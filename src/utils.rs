//! Reductions and error metrics over flat f32 buffers.
//!
//! Sums are accumulated in f64 per fixed-size chunk and the chunk partials
//! are added in chunk order, so the serial and rayon paths return identical
//! bits.

use rayon::prelude::*;

/// Chunk length shared by the serial and parallel reductions.
pub const CHUNK_SIZE: usize = 8192;

fn chunked_sum<F>(data: &[f32], parallel_threshold: usize, f: F) -> f64
where
    F: Fn(f32) -> f64 + Sync,
{
    let partial = |chunk: &[f32]| chunk.iter().map(|&x| f(x)).sum::<f64>();

    if data.len() > parallel_threshold {
        let partials: Vec<f64> = data.par_chunks(CHUNK_SIZE).map(partial).collect();
        partials.iter().sum()
    } else {
        data.chunks(CHUNK_SIZE).map(partial).sum()
    }
}

/// Sum of absolute values.
pub fn sum_abs(data: &[f32], parallel_threshold: usize) -> f64 {
    chunked_sum(data, parallel_threshold, |x| f64::from(x.abs()))
}

/// Sum of squares.
pub fn sum_sq(data: &[f32], parallel_threshold: usize) -> f64 {
    chunked_sum(data, parallel_threshold, |x| {
        let x = f64::from(x);
        x * x
    })
}

/// Mean absolute value, 0 for an empty slice.
pub fn mean_abs(data: &[f32], parallel_threshold: usize) -> f64 {
    if data.is_empty() {
        return 0.0;
    }
    sum_abs(data, parallel_threshold) / data.len() as f64
}

/// Root mean square, 0 for an empty slice.
pub fn rms(data: &[f32], parallel_threshold: usize) -> f64 {
    if data.is_empty() {
        return 0.0;
    }
    (sum_sq(data, parallel_threshold) / data.len() as f64).sqrt()
}

/// Sample standard deviation (`n - 1` denominator). 0 when fewer than two values.
pub fn std_dev(data: &[f32], parallel_threshold: usize) -> f64 {
    let n = data.len();
    if n < 2 {
        return 0.0;
    }
    let mean = chunked_sum(data, parallel_threshold, f64::from) / n as f64;
    let ss = chunked_sum(data, parallel_threshold, |x| {
        let d = f64::from(x) - mean;
        d * d
    });
    (ss / (n - 1) as f64).sqrt()
}

/// Index of the first NaN or infinite value.
pub fn find_non_finite(data: &[f32]) -> Option<usize> {
    data.iter().position(|x| !x.is_finite())
}

/// Reconstruction error between an original and an approximation.
#[derive(Debug, Clone, Copy, Default, PartialEq, serde::Serialize)]
pub struct ErrorStats {
    /// Number of compared values.
    pub count: usize,
    /// Mean squared error.
    pub mse: f64,
    /// Mean absolute error.
    pub mae: f64,
    /// Largest absolute error.
    pub max: f64,
    /// `rmse / std(original)`.
    pub relative_rmse: f64,
}

impl ErrorStats {
    /// Compare two equally long buffers.
    pub fn between(original: &[f32], approx: &[f32]) -> Self {
        let count = original.len().min(approx.len());
        if count == 0 {
            return Self::default();
        }

        let mut mse_acc = 0.0f64;
        let mut mae_acc = 0.0f64;
        let mut max_err = 0.0f64;
        for (&o, &a) in original.iter().zip(approx.iter()) {
            let diff = (f64::from(o) - f64::from(a)).abs();
            mse_acc += diff * diff;
            mae_acc += diff;
            if diff > max_err {
                max_err = diff;
            }
        }

        let mse = mse_acc / count as f64;
        let std = std_dev(&original[..count], usize::MAX);
        Self {
            count,
            mse,
            mae: mae_acc / count as f64,
            max: max_err,
            relative_rmse: mse.sqrt() / (std + f64::from(crate::STD_EPSILON)),
        }
    }

    /// Fold another tensor's statistics into a running total.
    pub fn merge(&self, other: &Self) -> Self {
        let count = self.count + other.count;
        if count == 0 {
            return Self::default();
        }
        let w_self = self.count as f64 / count as f64;
        let w_other = other.count as f64 / count as f64;
        Self {
            count,
            mse: self.mse * w_self + other.mse * w_other,
            mae: self.mae * w_self + other.mae * w_other,
            max: self.max.max(other.max),
            relative_rmse: self.relative_rmse * w_self + other.relative_rmse * w_other,
        }
    }
}

#[cfg(test)]
mod tests {
    use super::*;

    #[test]
    fn test_basic_reductions() {
        let data = vec![1.0f32, -2.0, 3.0, -4.0];
        assert_eq!(sum_abs(&data, usize::MAX), 10.0);
        assert_eq!(mean_abs(&data, usize::MAX), 2.5);
        assert!((rms(&data, usize::MAX) - 7.5f64.sqrt()).abs() < 1e-12);
    }

    #[test]
    fn test_std_dev_is_sample_std() {
        let data = vec![2.0f32, 4.0, 4.0, 4.0, 5.0, 5.0, 7.0, 9.0];
        // population std is 2.0; sample std is sqrt(32 / 7)
        assert!((std_dev(&data, usize::MAX) - (32.0f64 / 7.0).sqrt()).abs() < 1e-12);
        assert_eq!(std_dev(&[3.0], usize::MAX), 0.0);
        assert_eq!(std_dev(&[], usize::MAX), 0.0);
    }

    #[test]
    fn test_parallel_matches_serial_bitwise() {
        let data: Vec<f32> = (0..100_000).map(|i| ((i as f32) * 0.013).sin()).collect();
        assert_eq!(
            sum_abs(&data, usize::MAX).to_bits(),
            sum_abs(&data, 0).to_bits()
        );
        assert_eq!(rms(&data, usize::MAX).to_bits(), rms(&data, 0).to_bits());
        assert_eq!(
            std_dev(&data, usize::MAX).to_bits(),
            std_dev(&data, 0).to_bits()
        );
    }

    #[test]
    fn test_find_non_finite() {
        assert_eq!(find_non_finite(&[0.0, 1.0]), None);
        assert_eq!(find_non_finite(&[0.0, f32::NAN, f32::INFINITY]), Some(1));
    }

    #[test]
    fn test_error_stats() {
        let original = vec![1.0f32, -1.0, 1.0, -1.0];
        let approx = vec![1.0f32, -1.0, 0.5, -1.0];
        let stats = ErrorStats::between(&original, &approx);
        assert_eq!(stats.count, 4);
        assert!((stats.mae - 0.125).abs() < 1e-12);
        assert!((stats.max - 0.5).abs() < 1e-12);
        assert!((stats.mse - 0.0625).abs() < 1e-12);

        let merged = stats.merge(&ErrorStats::default());
        assert_eq!(merged, stats);
    }
}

══════════

**Your assignment:** Exactly as given, restate all the lines above.

**Exercise output:**
filename src/utils.rs
//! Reductions and error metrics over flat f32 buffers.
//!
//! Sums are accumulated in f64 per fixed-size chunk and the chunk partials
//! are added in chunk order, so the serial and rayon paths return identical
//! bits.

use rayon::prelude::*;

/// Chunk length shared by the serial and parallel reductions.
pub const CHUNK_SIZE: usize = 8192;

fn chunked_sum<F>(data: &[f32], parallel_threshold: usize, f: F) -> f64
where
    F: Fn(f32) -> f64 + Sync,
{
    let partial = |chunk: &[f32]| chunk.iter().map(|&x| f(x)).sum::<f64>();

    if data.len() > parallel_threshold {
        let partials: Vec<f64> = data.par_chunks(CHUNK_SIZE).map(partial).collect();
        partials.iter().sum()
    } else {
        data.chunks(CHUNK_SIZE).map(partial).sum()
    }
}

/// Sum of absolute values.
pub fn sum_abs(data: &[f32], parallel_threshold: usize) -> f64 {
    chunked_sum(data, parallel_threshold, |x| f64::from(x.abs()))
}

/// Sum of squares.
pub fn sum_sq(data: &[f32], parallel_threshold: usize) -> f64 {
    chunked_sum(data, parallel_threshold, |x| {
        let x = f64::from(x);
        x * x
    })
}

/// Mean absolute value, 0 for an empty slice.
pub fn mean_abs(data: &[f32], parallel_threshold: usize) -> f64 {
    if data.is_empty() {
        return 0.0;
    }
    sum_abs(data, parallel_threshold) / data.len() as f64
}

/// Root mean square, 0 for an empty slice.
pub fn rms(data: &[f32], parallel_threshold: usize) -> f64 {
    if data.is_empty() {
        return 0.0;
    }
    (sum_sq(data, parallel_threshold) / data.len() as f64).sqrt()
}

/// Sample standard deviation (`n - 1` denominator). 0 when fewer than two values.
pub fn std_dev(data: &[f32], parallel_threshold: usize) -> f64 {
    let n = data.len();
    if n < 2 {
        return 0.0;
    }
    let mean = chunked_sum(data, parallel_threshold, f64::from) / n as f64;
    let ss = chunked_sum(data, parallel_threshold, |x| {
        let d = f64::from(x) - mean;
        d * d
    });
    (ss / (n - 1) as f64).sqrt()
}

/// Index of the first NaN or infinite value.
pub fn find_non_finite(data: &[f32]) -> Option<usize> {
    data.iter().position(|x| !x.is_finite())
}

/// Reconstruction error between an original and an approximation.
#[derive(Debug, Clone, Copy, Default, PartialEq, serde::Serialize)]
pub struct ErrorStats {
    /// Number of compared values.
    pub count: usize,
    /// Mean squared error.
    pub mse: f64,
    /// Mean absolute error.
    pub mae: f64,
    /// Largest absolute error.
    pub max: f64,
    /// `rmse / std(original)`.
    pub relative_rmse: f64,
}

impl ErrorStats {
    /// Compare two equally long buffers.
    pub fn between(original: &[f32], approx: &[f32]) -> Self {
        let count = original.len().min(approx.len());
        if count == 0 {
            return Self::default();
        }

        let mut mse_acc = 0.0f64;
        let mut mae_acc = 0.0f64;
        let mut max_err = 0.0f64;
        for (&o, &a) in original.iter().zip(approx.iter()) {
            let diff = (f64::from(o) - f64::from(a)).abs();
            mse_acc += diff * diff;
            mae_acc += diff;
            if diff > max_err {
                max_err = diff;
            }
        }

        let mse = mse_acc / count as f64;
        let std = std_dev(&original[..count], usize::MAX);
        Self {
            count,
            mse,
            mae: mae_acc / count as f64,
            max: max_err,
            relative_rmse: mse.sqrt() / (std + f64::from(crate::STD_EPSILON)),
        }
    }

    /// Fold another tensor's statistics into a running total.
    pub fn merge(&self, other: &Self) -> Self {
        let count = self.count + other.count;
        if count == 0 {
            return Self::default();
        }
        let w_self = self.count as f64 / count as f64;
        let w_other = other.count as f64 / count as f64;
        Self {
            count,
            mse: self.mse * w_self + other.mse * w_other,
            mae: self.mae * w_self + other.mae * w_other,
            max: self.max.max(other.max),
            relative_rmse: self.relative_rmse * w_self + other.relative_rmse * w_other,
        }
    }
}

#[cfg(test)]
mod tests {
    use super::*;

    #[test]
    fn test_basic_reductions() {
        let data = vec![1.0f32, -2.0, 3.0, -4.0];
        assert_eq!(sum_abs(&data, usize::MAX), 10.0);
        assert_eq!(mean_abs(&data, usize::MAX), 2.5);
        assert!((rms(&data, usize::MAX) - 7.5f64.sqrt()).abs() < 1e-12);
    }

    #[test]
    fn test_std_dev_is_sample_std() {
        let data = vec![2.0f32, 4.0, 4.0, 4.0, 5.0, 5.0, 7.0, 9.0];
        // population std is 2.0; sample std is sqrt(32 / 7)
        assert!((std_dev(&data, usize::MAX) - (32.0f64 / 7.0).sqrt()).abs() < 1e-12);
        assert_eq!(std_dev(&[3.0], usize::MAX), 0.0);
        assert_eq!(std_dev(&[], usize::MAX), 0.0);
    }

    #[test]
    fn test_parallel_matches_serial_bitwise() {
        let data: Vec<f32> = (0..100_000).map(|i| ((i as f32) * 0.013).sin()).collect();
        assert_eq!(
            sum_abs(&data, usize::MAX).to_bits(),
            sum_abs(&data, 0).to_bits()
        );
        assert_eq!(rms(&data, usize::MAX).to_bits(), rms(&data, 0).to_bits());
        assert_eq!(
            std_dev(&data, usize::MAX).to_bits(),
            std_dev(&data, 0).to_bits()
        );
    }

    #[test]
    fn test_find_non_finite() {
        assert_eq!(find_non_finite(&[0.0, 1.0]), None);
        assert_eq!(find_non_finite(&[0.0, f32::NAN, f32::INFINITY]), Some(1));
    }

    #[test]
    fn test_error_stats() {
        let original = vec![1.0f32, -1.0, 1.0, -1.0];
        let approx = vec![1.0f32, -1.0, 0.5, -1.0];
        let stats = ErrorStats::between(&original, &approx);
        assert_eq!(stats.count, 4);
        assert!((stats.mae - 0.125).abs() < 1e-12);
        assert!((stats.max - 0.5).abs() < 1e-12);
        assert!((stats.mse - 0.0625).abs() < 1e-12);

        let merged = stats.merge(&ErrorStats::default());
        assert_eq!(merged, stats);
    }
}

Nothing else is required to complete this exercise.